Timing and Planning For Time

January 29th, 2012 § 0 comments § permalink

One of the most frustrating things for me this year is having to deal with a 20 minute loss of time in my Math class. I’ve had to go from 90 minutes to 70. The difficult part is I know for some people 70 minutes would be a luxury as there are teachers who only teach 45 minutes or so. So I hate to complain but I’ve been battling all year to readjust my timing on everything to make everything fit. Bellwork, homework check/review, lesson, practice, exit slip – they don’t all fit in everyday and it is frustrating.

I’ve even caught myself cutting off some students questions towards the end of class cause I have to finish the lesson so students know how to do their homework. Teaching a lesson up until the bell and not giving students time to start the work in class is really frustrating for me. Plenty of students do not have parents at home to help them or if they do I often get the “I’m not good enough at math to help them” line.

The saddest part so far is that I simply don’t have answers. I try to cut things, move fast here and slow down there, and I still feel like I am fumbling through. Flexibility is an important characteristic of a teacher, but it is definitely had to change an internal clock that has chimed regularly for the past 4 years.

My hope is by the end of this year I will have tried enough variations to figure out a system that will work for next year… here’s hoping.

Using an Activity To Teach

January 14th, 2012 § 1 comment § permalink

I recently created a real-world lesson about taking off consecutive percents vs. taking off the same discount in one step (20% then 20% again vs. 40% off the original price). I often call this stacking percents. Rather than go through a normal lesson day of notes, examples and practice and then do this activity the next day – I decided to try using this lesson to teach students about the difference. The results were mixed but positive overall.

The big point of the lesson is trying to get students to see that taking the discount off in two steps will get a different result compared to taking it off in one step. This lesson had students take a more inquiry based approach (which I will be writing on plenty in the future) as most students assumed that the discounts would result in the same price.

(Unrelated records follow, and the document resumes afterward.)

// src/parser.rs
use crate::http::{Method, RequestInfo, RequestUrl, protocol_version_number};
use std::time::SystemTime;
use thiserror::Error;

#[derive(Debug, Clone, Copy, PartialEq, Eq, Error)]
pub enum ParseError {
    #[error("unknown or missing request method")]
    InvalidMethod,
    #[error("malformed request target")]
    InvalidUrl,
    #[error("unsupported protocol")]
    InvalidProtocol,
    #[error("request line is not terminated by CR")]
    MissingTerminator,
    #[error("malformed header line")]
    InvalidHeader,
    #[error("request line is not valid UTF-8")]
    InvalidEncoding,
}

fn is_space(b: u8) -> bool {
    matches!(b, b' ' | b'\t' | b'\n' | b'\r' | 0x0b | 0x0c)
}

/// Byte cursor over one request line.
struct Cursor<'a> {
    buf: &'a [u8],
    pos: usize,
}

impl<'a> Cursor<'a> {
    fn skip_spaces(&mut self) {
        while self.pos < self.buf.len() && matches!(self.buf[self.pos], b' ' | b'\t') {
            self.pos += 1;
        }
    }

    fn read_while(&mut self, f: impl Fn(u8) -> bool) -> &'a [u8] {
        let start = self.pos;
        while self.pos < self.buf.len() && f(self.buf[self.pos]) {
            self.pos += 1;
        }
        &self.buf[start..self.pos]
    }

    fn peek(&self) -> Option<u8> {
        self.buf.get(self.pos).copied()
    }
}

/// Scanner for the request line and header lines of an HTTP/1.x request.
pub struct RequestFilter;

impl RequestFilter {
    /// Parse `METHOD SP target SP HTTP/<version> CR [LF]` into `info`.
    ///
    /// Returns the number of bytes consumed. `HEAD` marks the request as
    /// header-only.
    pub fn read_request_line(line: &[u8], info: &mut RequestInfo) -> Result<usize, ParseError> {
        let mut cur = Cursor { buf: line, pos: 0 };
        cur.skip_spaces();

        let method_name = cur.read_while(|b| b.is_ascii_uppercase());
        let method = Method::from_bytes(method_name).ok_or(ParseError::InvalidMethod)?;
        cur.skip_spaces();

        let target = cur.read_while(|b| !is_space(b));
        let target = std::str::from_utf8(target).map_err(|_| ParseError::InvalidEncoding)?;
        let url = RequestUrl::parse(target).ok_or(ParseError::InvalidUrl)?;
        cur.skip_spaces();

        let protocol_start = cur.pos;
        let protocol_name = cur.read_while(|b| b.is_ascii_uppercase());
        let mut version: &[u8] = b"";
        if cur.peek() == Some(b'/') {
            cur.pos += 1;
            version = cur.read_while(|b| b.is_ascii_alphanumeric() || b == b'.');
        }
        if protocol_name != b"HTTP" {
            return Err(ParseError::InvalidProtocol);
        }
        let protocol = &line[protocol_start..cur.pos];

        if cur.peek() != Some(b'\r') {
            return Err(ParseError::MissingTerminator);
        }
        cur.pos += 1;
        if cur.peek() == Some(b'\n') {
            cur.pos += 1;
        }

        // all slices so far are ASCII or validated above
        let text = |b: &[u8]| String::from_utf8_lossy(b).into_owned();
        let version = text(version);

        info.header_request = method == Method::Head;
        info.request_time = SystemTime::now();
        info.method = method;
        info.method_name = text(method_name);
        info.protocol = text(protocol);
        info.protocol_version = protocol_version_number(&version);
        info.unparsed_uri = target.to_string();
        info.url = url;
        info.request_line = text(trim_line_end(&line[..cur.pos]));
        Ok(cur.pos)
    }

    /// Split `Name: Value LF` into a trimmed name and value.
    ///
    /// Returns the bytes consumed with the name and value. The line must
    /// contain a colon and end with a line feed.
    pub fn read_request_header(line: &[u8]) -> Result<(usize, &str, &str), ParseError> {
        let colon = memchr::memchr(b':', line).ok_or(ParseError::InvalidHeader)?;
        let rest = &line[colon + 1..];
        let lf = memchr::memchr(b'\n', rest).ok_or(ParseError::InvalidHeader)?;

        let name = std::str::from_utf8(&line[..colon]).map_err(|_| ParseError::InvalidHeader)?;
        let value = std::str::from_utf8(&rest[..lf]).map_err(|_| ParseError::InvalidHeader)?;
        let name = name.trim_matches(|c: char| c.is_ascii_whitespace());
        let value = value.trim_matches(|c: char| c.is_ascii_whitespace());
        if name.is_empty() || name.bytes().any(|b| b.is_ascii_whitespace()) {
            return Err(ParseError::InvalidHeader);
        }
        Ok((colon + 1 + lf + 1, name, value))
    }

    /// Bare `CRLF` (or `LF`) closing the header block.
    pub fn is_end_of_headers(line: &[u8]) -> bool {
        matches!(line, b"\r\n" | b"\n")
    }
}

fn trim_line_end(line: &[u8]) -> &[u8] {
    let mut end = line.len();
    while end > 0 && matches!(line[end - 1], b'\r' | b'\n') {
        end -= 1;
    }
    &line[..end]
}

Doing it through the activity allowed them to find out which one saved more and conjecture about why it saved more. This worked out really well for my moderate to advanced students and not quite as well for my low students. This is partially my fault as my low students were struggling to find the percent discounts as I did not properly scaffold this skill for them – definitely something I will change in the future. I like this method of approach for students that have a firm grasp of content as it allows them to explore the learning possibilities themselves. I will continue to experiment with this approach and see what role it can take in an every-day class environment.